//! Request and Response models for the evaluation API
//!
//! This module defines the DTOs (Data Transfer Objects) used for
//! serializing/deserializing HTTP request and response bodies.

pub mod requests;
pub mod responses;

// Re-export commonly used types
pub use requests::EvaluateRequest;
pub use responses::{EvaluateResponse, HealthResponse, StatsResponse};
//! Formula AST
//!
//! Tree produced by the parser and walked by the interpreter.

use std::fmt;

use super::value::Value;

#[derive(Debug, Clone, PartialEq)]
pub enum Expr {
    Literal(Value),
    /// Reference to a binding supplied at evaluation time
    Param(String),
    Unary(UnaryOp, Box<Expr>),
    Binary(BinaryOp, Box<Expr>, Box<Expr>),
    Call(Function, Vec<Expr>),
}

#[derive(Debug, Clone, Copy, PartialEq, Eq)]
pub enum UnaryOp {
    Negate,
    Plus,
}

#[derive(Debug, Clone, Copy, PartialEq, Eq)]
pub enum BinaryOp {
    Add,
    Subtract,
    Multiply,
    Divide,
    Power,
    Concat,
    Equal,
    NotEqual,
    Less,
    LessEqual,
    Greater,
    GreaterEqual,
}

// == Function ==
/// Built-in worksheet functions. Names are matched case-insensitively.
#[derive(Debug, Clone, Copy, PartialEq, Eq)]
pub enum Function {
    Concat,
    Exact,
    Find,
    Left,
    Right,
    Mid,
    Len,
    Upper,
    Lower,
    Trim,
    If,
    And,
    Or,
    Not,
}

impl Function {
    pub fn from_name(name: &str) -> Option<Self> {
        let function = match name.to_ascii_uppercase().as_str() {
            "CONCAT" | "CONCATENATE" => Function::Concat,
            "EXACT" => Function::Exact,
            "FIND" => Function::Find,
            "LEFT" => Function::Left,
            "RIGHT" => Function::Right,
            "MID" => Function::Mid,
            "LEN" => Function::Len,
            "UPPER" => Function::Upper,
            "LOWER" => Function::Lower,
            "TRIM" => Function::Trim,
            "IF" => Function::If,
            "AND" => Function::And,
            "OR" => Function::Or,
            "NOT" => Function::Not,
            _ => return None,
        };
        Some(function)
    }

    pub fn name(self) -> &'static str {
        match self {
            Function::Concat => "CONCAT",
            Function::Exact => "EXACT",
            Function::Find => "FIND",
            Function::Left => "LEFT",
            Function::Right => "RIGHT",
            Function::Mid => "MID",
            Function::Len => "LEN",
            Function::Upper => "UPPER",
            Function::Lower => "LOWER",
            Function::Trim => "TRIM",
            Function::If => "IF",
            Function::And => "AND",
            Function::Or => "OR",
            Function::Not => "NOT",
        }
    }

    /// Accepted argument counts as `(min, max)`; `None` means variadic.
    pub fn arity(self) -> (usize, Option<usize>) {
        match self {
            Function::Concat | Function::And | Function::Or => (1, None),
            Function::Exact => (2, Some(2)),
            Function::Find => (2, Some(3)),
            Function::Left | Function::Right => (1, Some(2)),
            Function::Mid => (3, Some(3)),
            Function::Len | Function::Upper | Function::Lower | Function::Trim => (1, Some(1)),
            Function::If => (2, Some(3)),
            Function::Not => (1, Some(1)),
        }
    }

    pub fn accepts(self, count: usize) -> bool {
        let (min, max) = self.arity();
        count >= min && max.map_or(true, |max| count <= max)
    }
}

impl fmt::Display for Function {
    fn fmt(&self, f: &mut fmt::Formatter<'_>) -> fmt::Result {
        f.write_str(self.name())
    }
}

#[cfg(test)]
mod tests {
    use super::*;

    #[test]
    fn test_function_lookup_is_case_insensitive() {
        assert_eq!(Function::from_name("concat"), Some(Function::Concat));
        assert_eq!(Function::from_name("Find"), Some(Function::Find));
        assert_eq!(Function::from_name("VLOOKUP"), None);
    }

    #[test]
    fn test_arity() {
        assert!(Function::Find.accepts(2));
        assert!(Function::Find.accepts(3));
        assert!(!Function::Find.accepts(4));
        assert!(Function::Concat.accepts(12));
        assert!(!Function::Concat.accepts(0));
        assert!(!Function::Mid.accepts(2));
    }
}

---

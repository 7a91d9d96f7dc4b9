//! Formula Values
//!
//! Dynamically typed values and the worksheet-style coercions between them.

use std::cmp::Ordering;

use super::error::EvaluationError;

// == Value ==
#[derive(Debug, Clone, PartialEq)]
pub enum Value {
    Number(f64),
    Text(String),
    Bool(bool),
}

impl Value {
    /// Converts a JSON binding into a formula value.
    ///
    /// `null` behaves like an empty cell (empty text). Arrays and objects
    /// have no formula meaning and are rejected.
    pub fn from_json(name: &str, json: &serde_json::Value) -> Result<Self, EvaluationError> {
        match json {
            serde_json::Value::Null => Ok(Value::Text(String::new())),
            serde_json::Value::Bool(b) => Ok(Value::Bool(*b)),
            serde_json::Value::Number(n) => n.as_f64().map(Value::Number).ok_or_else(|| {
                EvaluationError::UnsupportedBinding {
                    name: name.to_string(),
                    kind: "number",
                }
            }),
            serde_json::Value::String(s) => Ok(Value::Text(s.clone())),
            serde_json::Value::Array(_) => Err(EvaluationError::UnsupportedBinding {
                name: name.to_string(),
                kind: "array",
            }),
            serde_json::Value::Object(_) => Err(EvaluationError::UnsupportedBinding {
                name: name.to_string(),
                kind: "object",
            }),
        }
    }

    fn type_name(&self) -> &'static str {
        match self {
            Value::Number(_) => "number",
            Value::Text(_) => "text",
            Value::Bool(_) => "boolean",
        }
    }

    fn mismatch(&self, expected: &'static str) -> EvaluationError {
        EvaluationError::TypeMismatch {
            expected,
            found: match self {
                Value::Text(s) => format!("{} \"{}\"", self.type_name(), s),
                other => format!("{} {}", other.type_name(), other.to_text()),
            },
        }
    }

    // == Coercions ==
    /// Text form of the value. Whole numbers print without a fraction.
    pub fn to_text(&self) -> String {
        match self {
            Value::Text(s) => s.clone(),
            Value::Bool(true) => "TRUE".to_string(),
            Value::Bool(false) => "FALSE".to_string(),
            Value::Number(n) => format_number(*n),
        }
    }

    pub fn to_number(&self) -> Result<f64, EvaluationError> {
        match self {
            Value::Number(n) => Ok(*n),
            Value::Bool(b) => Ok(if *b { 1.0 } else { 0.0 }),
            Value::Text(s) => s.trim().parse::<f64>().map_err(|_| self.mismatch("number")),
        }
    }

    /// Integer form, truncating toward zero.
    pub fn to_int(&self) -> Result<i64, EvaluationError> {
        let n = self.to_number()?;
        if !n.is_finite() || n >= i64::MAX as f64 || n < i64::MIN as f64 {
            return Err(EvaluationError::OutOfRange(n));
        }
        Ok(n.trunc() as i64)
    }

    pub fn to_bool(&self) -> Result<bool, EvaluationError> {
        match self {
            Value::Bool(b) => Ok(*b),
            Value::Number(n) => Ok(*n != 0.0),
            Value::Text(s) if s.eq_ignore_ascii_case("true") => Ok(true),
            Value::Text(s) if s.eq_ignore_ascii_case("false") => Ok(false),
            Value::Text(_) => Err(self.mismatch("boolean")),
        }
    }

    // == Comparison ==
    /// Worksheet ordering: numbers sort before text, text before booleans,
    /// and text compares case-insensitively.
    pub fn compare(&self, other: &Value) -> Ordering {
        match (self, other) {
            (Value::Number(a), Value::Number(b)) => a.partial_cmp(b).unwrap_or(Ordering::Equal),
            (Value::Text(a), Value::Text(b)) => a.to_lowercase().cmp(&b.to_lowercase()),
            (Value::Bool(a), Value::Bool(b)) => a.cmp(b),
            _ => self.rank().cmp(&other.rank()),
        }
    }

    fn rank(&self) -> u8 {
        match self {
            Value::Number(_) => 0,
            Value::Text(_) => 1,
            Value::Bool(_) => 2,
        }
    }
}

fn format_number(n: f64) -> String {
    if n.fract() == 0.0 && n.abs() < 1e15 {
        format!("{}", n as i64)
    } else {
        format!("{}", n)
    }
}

--

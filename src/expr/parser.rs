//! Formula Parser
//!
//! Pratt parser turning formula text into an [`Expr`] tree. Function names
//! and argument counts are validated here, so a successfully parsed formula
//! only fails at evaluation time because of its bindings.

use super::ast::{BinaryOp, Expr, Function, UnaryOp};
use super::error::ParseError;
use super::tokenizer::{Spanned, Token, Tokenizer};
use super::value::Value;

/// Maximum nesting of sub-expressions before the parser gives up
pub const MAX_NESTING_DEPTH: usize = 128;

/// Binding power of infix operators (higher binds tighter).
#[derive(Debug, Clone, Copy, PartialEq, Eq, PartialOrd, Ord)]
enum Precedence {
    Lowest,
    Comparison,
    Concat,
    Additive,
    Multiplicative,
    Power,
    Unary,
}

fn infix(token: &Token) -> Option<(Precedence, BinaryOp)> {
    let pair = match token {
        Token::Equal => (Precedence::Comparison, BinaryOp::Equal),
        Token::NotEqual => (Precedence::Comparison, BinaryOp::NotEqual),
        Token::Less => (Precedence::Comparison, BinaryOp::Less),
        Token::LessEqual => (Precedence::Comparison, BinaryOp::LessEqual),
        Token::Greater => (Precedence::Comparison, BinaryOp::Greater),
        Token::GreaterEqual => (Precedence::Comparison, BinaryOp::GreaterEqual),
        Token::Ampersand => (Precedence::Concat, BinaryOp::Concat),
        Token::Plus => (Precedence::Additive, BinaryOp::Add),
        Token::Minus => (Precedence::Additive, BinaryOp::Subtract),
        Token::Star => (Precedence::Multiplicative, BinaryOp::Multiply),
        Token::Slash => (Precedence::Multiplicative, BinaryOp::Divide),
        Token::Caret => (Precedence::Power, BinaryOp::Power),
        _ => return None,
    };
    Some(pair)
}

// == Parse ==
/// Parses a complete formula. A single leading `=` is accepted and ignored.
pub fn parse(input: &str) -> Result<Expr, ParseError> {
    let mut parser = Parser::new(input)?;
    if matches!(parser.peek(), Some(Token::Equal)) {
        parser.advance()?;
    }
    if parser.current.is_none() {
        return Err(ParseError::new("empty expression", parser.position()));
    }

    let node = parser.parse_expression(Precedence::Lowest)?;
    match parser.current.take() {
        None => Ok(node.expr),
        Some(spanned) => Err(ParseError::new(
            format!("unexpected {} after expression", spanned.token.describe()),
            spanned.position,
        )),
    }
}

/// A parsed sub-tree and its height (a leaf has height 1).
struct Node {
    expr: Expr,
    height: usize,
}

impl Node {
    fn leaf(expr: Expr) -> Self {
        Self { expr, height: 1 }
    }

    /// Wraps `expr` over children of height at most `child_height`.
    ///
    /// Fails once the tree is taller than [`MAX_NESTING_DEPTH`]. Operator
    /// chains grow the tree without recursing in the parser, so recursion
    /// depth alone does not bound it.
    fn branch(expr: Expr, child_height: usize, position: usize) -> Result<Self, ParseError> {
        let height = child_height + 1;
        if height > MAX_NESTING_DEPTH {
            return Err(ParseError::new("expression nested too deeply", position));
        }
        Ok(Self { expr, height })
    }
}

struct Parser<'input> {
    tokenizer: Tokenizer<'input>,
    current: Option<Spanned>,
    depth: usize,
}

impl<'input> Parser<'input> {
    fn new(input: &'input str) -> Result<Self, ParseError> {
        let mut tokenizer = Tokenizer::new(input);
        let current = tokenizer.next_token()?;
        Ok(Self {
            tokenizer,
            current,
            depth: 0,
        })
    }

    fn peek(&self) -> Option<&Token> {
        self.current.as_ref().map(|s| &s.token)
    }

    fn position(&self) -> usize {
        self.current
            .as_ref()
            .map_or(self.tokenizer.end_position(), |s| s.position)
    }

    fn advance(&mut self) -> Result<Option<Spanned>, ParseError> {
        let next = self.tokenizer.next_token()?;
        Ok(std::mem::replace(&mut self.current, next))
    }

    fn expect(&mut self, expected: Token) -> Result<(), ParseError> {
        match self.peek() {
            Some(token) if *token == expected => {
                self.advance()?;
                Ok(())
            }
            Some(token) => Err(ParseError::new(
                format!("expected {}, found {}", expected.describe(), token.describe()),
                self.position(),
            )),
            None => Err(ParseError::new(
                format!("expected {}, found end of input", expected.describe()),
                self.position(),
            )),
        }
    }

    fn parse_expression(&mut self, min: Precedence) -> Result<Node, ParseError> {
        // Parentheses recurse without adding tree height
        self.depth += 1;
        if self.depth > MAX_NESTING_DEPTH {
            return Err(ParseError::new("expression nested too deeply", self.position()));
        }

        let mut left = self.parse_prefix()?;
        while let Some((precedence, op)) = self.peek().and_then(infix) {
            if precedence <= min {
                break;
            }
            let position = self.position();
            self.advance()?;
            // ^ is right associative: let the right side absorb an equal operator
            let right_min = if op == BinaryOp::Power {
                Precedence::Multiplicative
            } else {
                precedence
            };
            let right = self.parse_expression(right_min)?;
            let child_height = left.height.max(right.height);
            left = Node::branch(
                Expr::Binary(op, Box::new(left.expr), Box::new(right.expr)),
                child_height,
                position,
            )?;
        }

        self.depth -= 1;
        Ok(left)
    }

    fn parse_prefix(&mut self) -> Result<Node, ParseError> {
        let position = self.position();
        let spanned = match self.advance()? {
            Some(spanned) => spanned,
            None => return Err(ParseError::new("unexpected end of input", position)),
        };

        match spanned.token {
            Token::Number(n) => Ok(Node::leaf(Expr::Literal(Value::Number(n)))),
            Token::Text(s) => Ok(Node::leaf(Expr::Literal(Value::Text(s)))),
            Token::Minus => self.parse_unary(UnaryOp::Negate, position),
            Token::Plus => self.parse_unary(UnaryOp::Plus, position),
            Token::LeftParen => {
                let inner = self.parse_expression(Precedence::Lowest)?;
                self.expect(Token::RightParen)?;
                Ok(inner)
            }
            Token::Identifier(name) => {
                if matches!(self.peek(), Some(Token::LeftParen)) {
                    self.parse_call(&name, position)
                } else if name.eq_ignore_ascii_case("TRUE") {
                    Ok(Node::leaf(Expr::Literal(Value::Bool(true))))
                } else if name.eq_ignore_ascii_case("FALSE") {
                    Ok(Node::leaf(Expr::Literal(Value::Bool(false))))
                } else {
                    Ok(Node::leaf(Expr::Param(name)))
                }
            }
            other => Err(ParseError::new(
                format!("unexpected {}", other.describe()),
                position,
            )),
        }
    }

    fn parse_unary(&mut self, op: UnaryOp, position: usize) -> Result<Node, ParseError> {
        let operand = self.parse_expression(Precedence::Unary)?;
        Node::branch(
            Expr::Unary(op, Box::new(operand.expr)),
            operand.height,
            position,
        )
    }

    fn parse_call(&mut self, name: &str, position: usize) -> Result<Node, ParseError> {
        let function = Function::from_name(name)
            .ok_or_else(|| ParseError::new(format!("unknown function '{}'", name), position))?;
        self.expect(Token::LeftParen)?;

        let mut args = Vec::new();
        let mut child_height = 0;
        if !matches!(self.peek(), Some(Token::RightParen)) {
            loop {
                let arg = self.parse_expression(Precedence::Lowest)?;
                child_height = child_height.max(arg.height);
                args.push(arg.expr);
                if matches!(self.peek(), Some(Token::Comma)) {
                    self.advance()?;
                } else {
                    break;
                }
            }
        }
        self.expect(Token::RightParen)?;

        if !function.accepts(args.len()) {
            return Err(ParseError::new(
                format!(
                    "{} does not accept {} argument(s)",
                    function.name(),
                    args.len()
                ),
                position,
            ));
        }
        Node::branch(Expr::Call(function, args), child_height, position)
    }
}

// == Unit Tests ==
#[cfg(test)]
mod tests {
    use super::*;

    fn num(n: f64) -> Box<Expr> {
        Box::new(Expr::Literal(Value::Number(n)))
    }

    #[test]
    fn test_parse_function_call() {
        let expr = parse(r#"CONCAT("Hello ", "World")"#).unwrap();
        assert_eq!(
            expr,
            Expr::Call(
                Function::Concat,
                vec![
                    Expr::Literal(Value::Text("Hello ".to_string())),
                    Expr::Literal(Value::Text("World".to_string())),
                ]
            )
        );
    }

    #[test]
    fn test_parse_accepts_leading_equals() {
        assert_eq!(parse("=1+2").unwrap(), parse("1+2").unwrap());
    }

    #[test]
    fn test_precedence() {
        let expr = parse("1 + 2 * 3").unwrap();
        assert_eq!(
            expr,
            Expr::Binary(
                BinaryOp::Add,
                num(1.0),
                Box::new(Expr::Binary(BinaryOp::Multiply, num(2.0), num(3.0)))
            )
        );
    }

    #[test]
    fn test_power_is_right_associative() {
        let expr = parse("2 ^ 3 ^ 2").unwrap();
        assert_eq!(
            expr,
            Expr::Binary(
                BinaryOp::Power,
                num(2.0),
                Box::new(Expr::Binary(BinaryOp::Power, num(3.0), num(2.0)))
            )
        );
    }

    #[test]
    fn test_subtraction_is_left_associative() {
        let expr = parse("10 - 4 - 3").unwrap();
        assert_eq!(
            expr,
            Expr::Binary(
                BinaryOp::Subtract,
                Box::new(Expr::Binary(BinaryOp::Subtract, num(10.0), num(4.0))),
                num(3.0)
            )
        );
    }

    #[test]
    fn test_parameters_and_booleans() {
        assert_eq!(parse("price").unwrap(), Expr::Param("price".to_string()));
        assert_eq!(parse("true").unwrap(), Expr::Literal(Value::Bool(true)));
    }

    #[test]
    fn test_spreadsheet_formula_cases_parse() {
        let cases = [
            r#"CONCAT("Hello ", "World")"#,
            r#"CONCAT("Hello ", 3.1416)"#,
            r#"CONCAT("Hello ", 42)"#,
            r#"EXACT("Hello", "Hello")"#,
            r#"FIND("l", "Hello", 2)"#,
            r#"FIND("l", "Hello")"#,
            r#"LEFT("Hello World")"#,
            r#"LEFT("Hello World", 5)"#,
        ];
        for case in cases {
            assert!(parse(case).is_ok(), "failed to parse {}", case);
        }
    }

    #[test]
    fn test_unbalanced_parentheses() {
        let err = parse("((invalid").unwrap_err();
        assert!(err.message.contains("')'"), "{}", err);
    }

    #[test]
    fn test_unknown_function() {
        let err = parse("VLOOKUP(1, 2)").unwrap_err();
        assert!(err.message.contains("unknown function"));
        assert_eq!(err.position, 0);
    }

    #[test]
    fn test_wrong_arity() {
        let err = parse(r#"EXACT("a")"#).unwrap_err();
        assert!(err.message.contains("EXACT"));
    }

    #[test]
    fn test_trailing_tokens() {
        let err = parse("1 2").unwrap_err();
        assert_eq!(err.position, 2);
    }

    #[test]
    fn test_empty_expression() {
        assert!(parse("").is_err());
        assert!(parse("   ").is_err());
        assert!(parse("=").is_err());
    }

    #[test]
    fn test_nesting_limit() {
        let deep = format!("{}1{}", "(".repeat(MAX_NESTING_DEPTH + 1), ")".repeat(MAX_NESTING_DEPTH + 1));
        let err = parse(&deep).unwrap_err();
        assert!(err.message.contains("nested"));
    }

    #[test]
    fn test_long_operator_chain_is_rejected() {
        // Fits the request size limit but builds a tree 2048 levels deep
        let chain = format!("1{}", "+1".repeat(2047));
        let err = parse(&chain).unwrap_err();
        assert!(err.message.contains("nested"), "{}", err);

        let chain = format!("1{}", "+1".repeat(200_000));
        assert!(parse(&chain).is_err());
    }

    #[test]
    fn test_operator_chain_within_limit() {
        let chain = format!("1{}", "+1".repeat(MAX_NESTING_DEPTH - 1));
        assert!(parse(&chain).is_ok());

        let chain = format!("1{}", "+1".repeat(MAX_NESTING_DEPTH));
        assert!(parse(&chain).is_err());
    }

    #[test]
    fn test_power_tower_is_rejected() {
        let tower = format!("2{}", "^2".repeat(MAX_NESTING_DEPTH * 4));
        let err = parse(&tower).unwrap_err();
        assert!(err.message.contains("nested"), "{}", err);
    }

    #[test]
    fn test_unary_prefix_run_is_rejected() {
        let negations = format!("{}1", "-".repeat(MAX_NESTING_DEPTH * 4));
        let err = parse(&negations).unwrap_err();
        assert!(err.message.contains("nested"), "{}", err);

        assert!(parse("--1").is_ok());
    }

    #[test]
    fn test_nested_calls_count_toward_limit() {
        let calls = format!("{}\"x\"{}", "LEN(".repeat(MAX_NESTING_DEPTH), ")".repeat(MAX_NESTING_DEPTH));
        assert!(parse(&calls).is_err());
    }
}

What you have to do:
Your response should contain each line of the entries above that holds the string "describe".

Answer space:
            format!("unexpected {} after expression", spanned.token.describe()),
                format!("expected {}, found {}", expected.describe(), token.describe()),
                format!("expected {}, found end of input", expected.describe()),
                format!("unexpected {}", other.describe()),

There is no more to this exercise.